The real take home, however, isn’t necessarily that LastPass has been targeted for years now, said Heid. Instead it’s that offering a supposedly secure service that stores private keys on public clouds is a ‘counter intuitive idea.’ … He (along with many other experts) recommend that people use password manager solutions that allow people to store their private key information locally.
Are Online Password Managers Secure Enough for You?
The question of whether LastPass and other online password management services similar to it are secure enough for the general population is a topic that has been often discussed and debated. Companies like LastPass are, in fact, raising the awareness bar for the use of encryption with password for users who want deeper protection with encryption. Transmitting secure communications is a very complex issue for mass consumer and employee use.
Storage in the public cloud is a risk factor, as is, having one central master password for access to all the passwords. When combined with multi-factor authentication, password management tools can be effective against password theft, but as Heid pointed out, the risks may be better mitigated by local storage for encryption keys rather than in the cloud.
Researchers have found flaws with web-based password managers in the recent past. Last year, University of California at Berkeley security researchers published a paper entitled “The Emperor’s New Password Manager: Security Analysis of Web-based Password Managers” and had this to say:
Our attacks are severe: in four out of the five password managers we studied, an attacker can learn a user’s credentials for arbitrary websites. We find vulnerabilities in diverse features like one-time passwords, bookmarklets, and shared passwords. The root-causes of the vulnerabilities are also diverse: ranging from logic and authorization mistakes to misunderstandings about the web security model, in addition to the typical vulnerabilities like CSRF and XSS.

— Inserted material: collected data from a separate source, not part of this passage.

use serde::{Deserialize, Serialize};
use std::collections::BTreeMap;
use thiserror::Error;

use crate::models::attribute::{AttributeKind, AttributeName, ShineFactor};

/// Errors raised while building preferences from untrusted input
#[derive(Debug, Clone, PartialEq, Error)]
pub enum PreferenceError {
    #[error("Range bounds must be finite numbers")]
    NonFinite,

    #[error("Inverted range: min {min} is greater than max {max}")]
    InvertedRange { min: f64, max: f64 },

    #[error("Shine preference needs at least one acceptable value")]
    EmptyChoice,

    #[error("{attribute} takes a {expected:?} preference, got {found:?}")]
    KindMismatch {
        attribute: AttributeName,
        expected: AttributeKind,
        found: AttributeKind,
    },
}

/// Numeric preference with optional, inclusive bounds.
///
/// Construction rejects non-finite bounds and `min > max`, so every value of
/// this type describes a non-empty interval.
#[derive(Debug, Clone, Copy, PartialEq, Default, Serialize, Deserialize)]
#[serde(try_from = "RangeBounds")]
pub struct NumericRange {
    #[serde(skip_serializing_if = "Option::is_none")]
    min: Option<f64>,
    #[serde(skip_serializing_if = "Option::is_none")]
    max: Option<f64>,
}

#[derive(Debug, Deserialize)]
#[serde(deny_unknown_fields)]
struct RangeBounds {
    #[serde(default)]
    min: Option<f64>,
    #[serde(default)]
    max: Option<f64>,
}

impl TryFrom<RangeBounds> for NumericRange {
    type Error = PreferenceError;

    fn try_from(bounds: RangeBounds) -> Result<Self, Self::Error> {
        NumericRange::new(bounds.min, bounds.max)
    }
}

impl NumericRange {
    pub fn new(min: Option<f64>, max: Option<f64>) -> Result<Self, PreferenceError> {
        if min.is_some_and(|v| !v.is_finite()) || max.is_some_and(|v| !v.is_finite()) {
            return Err(PreferenceError::NonFinite);
        }
        if let (Some(min), Some(max)) = (min, max) {
            if min > max {
                return Err(PreferenceError::InvertedRange { min, max });
            }
        }
        Ok(Self { min, max })
    }

    pub fn between(min: f64, max: f64) -> Result<Self, PreferenceError> {
        Self::new(Some(min), Some(max))
    }

    pub fn at_least(min: f64) -> Result<Self, PreferenceError> {
        Self::new(Some(min), None)
    }

    pub fn at_most(max: f64) -> Result<Self, PreferenceError> {
        Self::new(None, Some(max))
    }

    /// Range with neither bound, which accepts every value
    pub fn unbounded() -> Self {
        Self::default()
    }

    pub fn min(&self) -> Option<f64> {
        self.min
    }

    pub fn max(&self) -> Option<f64> {
        self.max
    }
}

/// Non-empty set of acceptable shine values, without duplicates.
///
/// Serializes as a bare string when it holds one value and as an array otherwise.
#[derive(Debug, Clone, PartialEq, Eq, Serialize, Deserialize)]
#[serde(try_from = "ShineChoice", into = "ShineChoice")]
pub struct ShinePreference {
    values: Vec<ShineFactor>,
}

#[derive(Debug, Clone, Serialize, Deserialize)]
#[serde(untagged)]
enum ShineChoice {
    One(ShineFactor),
    Many(Vec<ShineFactor>),
}

impl TryFrom<ShineChoice> for ShinePreference {
    type Error = PreferenceError;

    fn try_from(choice: ShineChoice) -> Result<Self, Self::Error> {
        match choice {
            ShineChoice::One(value) => Ok(ShinePreference::one(value)),
            ShineChoice::Many(values) => ShinePreference::any_of(values),
        }
    }
}

impl From<ShinePreference> for ShineChoice {
    fn from(preference: ShinePreference) -> Self {
        match preference.values.as_slice() {
            [single] => ShineChoice::One(*single),
            _ => ShineChoice::Many(preference.values),
        }
    }
}

impl ShinePreference {
    pub fn one(value: ShineFactor) -> Self {
        Self { values: vec![value] }
    }

    /// Build from any collection of values; duplicates are dropped, first occurrence wins
    pub fn any_of<I>(values: I) -> Result<Self, PreferenceError>
    where
        I: IntoIterator<Item = ShineFactor>,
    {
        let mut distinct: Vec<ShineFactor> = Vec::new();
        for value in values {
            if !distinct.contains(&value) {
                distinct.push(value);
            }
        }
        if distinct.is_empty() {
            return Err(PreferenceError::EmptyChoice);
        }
        Ok(Self { values: distinct })
    }

    pub fn values(&self) -> &[ShineFactor] {
        &self.values
    }

    pub fn contains(&self, value: ShineFactor) -> bool {
        self.values.contains(&value)
    }

    pub fn len(&self) -> usize {
        self.values.len()
    }

    pub fn is_empty(&self) -> bool {
        self.values.is_empty()
    }
}

/// One declared preference, tagged by the rule family it is scored with
#[derive(Debug, Clone, PartialEq)]
pub enum Preference {
    Range(NumericRange),
    Ordinal(ShinePreference),
    Boolean(bool),
}

impl Preference {
    pub fn kind(&self) -> AttributeKind {
        match self {
            Preference::Range(_) => AttributeKind::Range,
            Preference::Ordinal(_) => AttributeKind::Ordinal,
            Preference::Boolean(_) => AttributeKind::Boolean,
        }
    }
}

/// Sparse preference record.
///
/// Only declared preferences are stored; iteration follows canonical attribute order.
/// On the wire this is the flat object used by the generator and the frontend, e.g.
/// `{"size": {"min": 6, "max": 7}, "hasWorm": false, "shineFactor": ["shiny", "dull"]}`.
#[derive(Debug, Clone, Default, PartialEq, Serialize, Deserialize)]
#[serde(from = "PreferencesWire", into = "PreferencesWire")]
pub struct Preferences {
    entries: BTreeMap<AttributeName, Preference>,
}

#[derive(Debug, Default, Serialize, Deserialize)]
#[serde(rename_all = "camelCase", deny_unknown_fields)]
struct PreferencesWire {
    #[serde(default, skip_serializing_if = "Option::is_none")]
    size: Option<NumericRange>,
    #[serde(default, skip_serializing_if = "Option::is_none")]
    weight: Option<NumericRange>,
    #[serde(default, skip_serializing_if = "Option::is_none")]
    has_stem: Option<bool>,
    #[serde(default, skip_serializing_if = "Option::is_none")]
    has_leaf: Option<bool>,
    #[serde(default, skip_serializing_if = "Option::is_none")]
    has_worm: Option<bool>,
    #[serde(default, skip_serializing_if = "Option::is_none")]
    shine_factor: Option<ShinePreference>,
    #[serde(default, skip_serializing_if = "Option::is_none")]
    has_chemicals: Option<bool>,
}

impl From<PreferencesWire> for Preferences {
    fn from(wire: PreferencesWire) -> Self {
        let mut preferences = Preferences::new();
        if let Some(range) = wire.size {
            preferences = preferences.size(range);
        }
        if let Some(range) = wire.weight {
            preferences = preferences.weight(range);
        }
        if let Some(desired) = wire.has_stem {
            preferences = preferences.has_stem(desired);
        }
        if let Some(desired) = wire.has_leaf {
            preferences = preferences.has_leaf(desired);
        }
        if let Some(desired) = wire.has_worm {
            preferences = preferences.has_worm(desired);
        }
        if let Some(shine) = wire.shine_factor {
            preferences = preferences.shine_factor(shine);
        }
        if let Some(desired) = wire.has_chemicals {
            preferences = preferences.has_chemicals(desired);
        }
        preferences
    }
}

impl From<Preferences> for PreferencesWire {
    fn from(preferences: Preferences) -> Self {
        let mut wire = PreferencesWire::default();
        for (attribute, preference) in preferences.entries {
            match (attribute, preference) {
                (AttributeName::Size, Preference::Range(r)) => wire.size = Some(r),
                (AttributeName::Weight, Preference::Range(r)) => wire.weight = Some(r),
                (AttributeName::HasStem, Preference::Boolean(b)) => wire.has_stem = Some(b),
                (AttributeName::HasLeaf, Preference::Boolean(b)) => wire.has_leaf = Some(b),
                (AttributeName::HasWorm, Preference::Boolean(b)) => wire.has_worm = Some(b),
                (AttributeName::ShineFactor, Preference::Ordinal(s)) => wire.shine_factor = Some(s),
                (AttributeName::HasChemicals, Preference::Boolean(b)) => wire.has_chemicals = Some(b),
                // insert() keeps kinds aligned with attribute names
                _ => {}
            }
        }
        wire
    }
}

impl Preferences {
    pub fn new() -> Self {
        Self::default()
    }

    /// Declare a preference, rejecting one whose kind does not fit the attribute.
    ///
    /// Returns the preference previously declared for the attribute, if any.
    pub fn insert(
        &mut self,
        attribute: AttributeName,
        preference: Preference,
    ) -> Result<Option<Preference>, PreferenceError> {
        let expected = attribute.kind();
        let found = preference.kind();
        if expected != found {
            return Err(PreferenceError::KindMismatch { attribute, expected, found });
        }
        Ok(self.entries.insert(attribute, preference))
    }

    pub fn remove(&mut self, attribute: AttributeName) -> Option<Preference> {
        self.entries.remove(&attribute)
    }

    pub fn size(self, range: NumericRange) -> Self {
        self.with_entry(AttributeName::Size, Preference::Range(range))
    }

    pub fn weight(self, range: NumericRange) -> Self {
        self.with_entry(AttributeName::Weight, Preference::Range(range))
    }

    pub fn has_stem(self, desired: bool) -> Self {
        self.with_entry(AttributeName::HasStem, Preference::Boolean(desired))
    }

    pub fn has_leaf(self, desired: bool) -> Self {
        self.with_entry(AttributeName::HasLeaf, Preference::Boolean(desired))
    }

    pub fn has_worm(self, desired: bool) -> Self {
        self.with_entry(AttributeName::HasWorm, Preference::Boolean(desired))
    }

    pub fn shine_factor(self, shine: ShinePreference) -> Self {
        self.with_entry(AttributeName::ShineFactor, Preference::Ordinal(shine))
    }

    pub fn has_chemicals(self, desired: bool) -> Self {
        self.with_entry(AttributeName::HasChemicals, Preference::Boolean(desired))
    }

    // Callers are the typed setters above, which pair names with matching kinds.
    fn with_entry(mut self, attribute: AttributeName, preference: Preference) -> Self {
        self.entries.insert(attribute, preference);
        self
    }

    pub fn get(&self, attribute: AttributeName) -> Option<&Preference> {
        self.entries.get(&attribute)
    }

    pub fn contains(&self, attribute: AttributeName) -> bool {
        self.entries.contains_key(&attribute)
    }

    /// Declared preferences in canonical attribute order
    pub fn iter(&self) -> impl Iterator<Item = (AttributeName, &Preference)> {
        self.entries.iter().map(|(name, preference)| (*name, preference))
    }

    pub fn len(&self) -> usize {
        self.entries.len()
    }

    pub fn is_empty(&self) -> bool {
        self.entries.is_empty()
    }
}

LastPass has disputed to Business Insider that it was being probed for SQL injections (sqli), but the evidence, according to Heid is that it appears to be clear. Business Insider wrote:
We asked Heid about the Pastebin in question. He wrote in an email, “that pastebin list is a list of websites that were possibly vulnerable to both sqli and xss… [LastPass is] disputing their original vulnerability but it’s pretty cut and dry: H-00p the hacker was probing many sites, they were one of them.”